Cingular's plan to slash spending confirms an unwelcome trend for suppliers.

The integration of AT&T Wireless' network is nearly done, and with its 90-city expansion goal for 3G service called universal mobile telecommunications systems, or UMTS, in sight, Cingular is expected to cut spending by $1.5 billion, or 20%, next year, say Lehman Brothers' analysts in a note Thursday.

By Lehman's estimates, Cingular's 20% cut would represent about 5% of total wireless spending in the U.S. next year.

Cingular is jointly owned by AT&T ( T) and BellSouth ( BLS). And for the telco's investors, the idea of a cost clampdown means better cash flow and higher earnings.

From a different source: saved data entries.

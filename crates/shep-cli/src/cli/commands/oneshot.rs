//! One-shot register/release commands for scripting.
//!
//! These speak the same service contract as the TUI, through the same
//! client, but print the outcome instead of mutating a table.

use anyhow::{Context, Result, bail};
use shep_core::client::{RegisterOutcome, RegisterRequest, ShepherdClient};
use shep_core::config::Config;
use shep_core::session::ToolKind;

pub async fn register(
    config: &Config,
    tool: ToolKind,
    name: &str,
    path1: &str,
    path2: Option<&str>,
) -> Result<()> {
    let request = RegisterRequest::new(tool, name, path1, path2);
    if request.path1.is_empty() {
        bail!("a primary path is required");
    }
    if tool.needs_second_path() && request.path2.is_none() {
        bail!("{tool} needs a second path (--path2)");
    }

    let client = client(config)?;
    match client.register(&request).await {
        RegisterOutcome::Registered(port) => {
            println!("{}", client.session_address(port));
            Ok(())
        }
        RegisterOutcome::ServiceDown => {
            bail!("cannot reach the shepherd service at {}", client.base_url())
        }
        RegisterOutcome::Rejected(message) => bail!("service rejected the request: {message}"),
    }
}

pub async fn release(config: &Config, port: u16) -> Result<()> {
    let client = client(config)?;
    client
        .release(port)
        .await
        .with_context(|| format!("release port {port}"))?;
    println!("released {port}");
    Ok(())
}

fn client(config: &Config) -> Result<ShepherdClient> {
    ShepherdClient::new(&config.service_url, config.request_timeout())
}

But for shareowners of wireless infrastructure outfits such as Powerwave ( PWAV), Ericsson ( ERICY) and Lucent ( LU), the news that a big customer will spend less next year fits an all-too-familiar pattern.

"This isn't really a surprise," says one hedge fund manager. "We saw what happened to Powerwave in the first quarter after Cingular made its cuts." In April, Powerwave warned of a 20% sales shortfall due to order cancellations by Cingular.

Powerwave is already down nearly 50% from March, when it hit its high for the year. "I'm pretty sure the price reflects what's going on, but this brings visibility into 2007 a lot closer," says the hedge fund manager.

A Cingular representative said next year's budget hasn't been released so he couldn't comment on the Lehman report. Cingular has about 18 cities and surrounding suburbs covered by the UMTS network. The goal is to have nearly 100 communities blanketed with the faster wireless data service by year end. Though not yet officially announced, Cingular turned on the UMTS service in New York on June 21.

Cingular is running a distant third place in a three-way wireless broadband race with Verizon Wireless, which is co-owned by Verizon ( VZ) and Vodafone ( VOD), and Sprint ( S). Cingular's UMTS, like Verizon and Sprint's evolution data-only, or EV-DO, technology, is designed to offer users mobile Internet connections at relatively fast speeds. But the service is expensive, around $80 a month, and aimed primarily at laptop-carrying business customers.

Lehman's analysts say that Cingular's UMTS network is "fairly empty" at this stage and that it would make sense if the spending moved away from expansion and toward promotion and sales.

Industry watchers say it may be too early to judge the success or failure of Cingular's UMTS effort.

"As more enterprise users take the service, you'll see it become more ubiquitous," says one person close to Cingular's UMTS plan. "And as the number of customers goes up, the price will come down. That just how these things work."

Ericsson and Lucent share the UMTS supply contract with Cingular and are the most vulnerable should Cingular stop expansion next year. But as the Lehman analysts note, continued upgrades by Verizon Wireless and Sprint could help offset the drain on Lucent.

Shares of Lucent, which is in a pending buyout deal with Alcatel, rose 2 cents to $2.40. AT&T was up 2 cents to $27.58, and BellSouth jumped a dime to $36.29 in afternoon trading Thursday.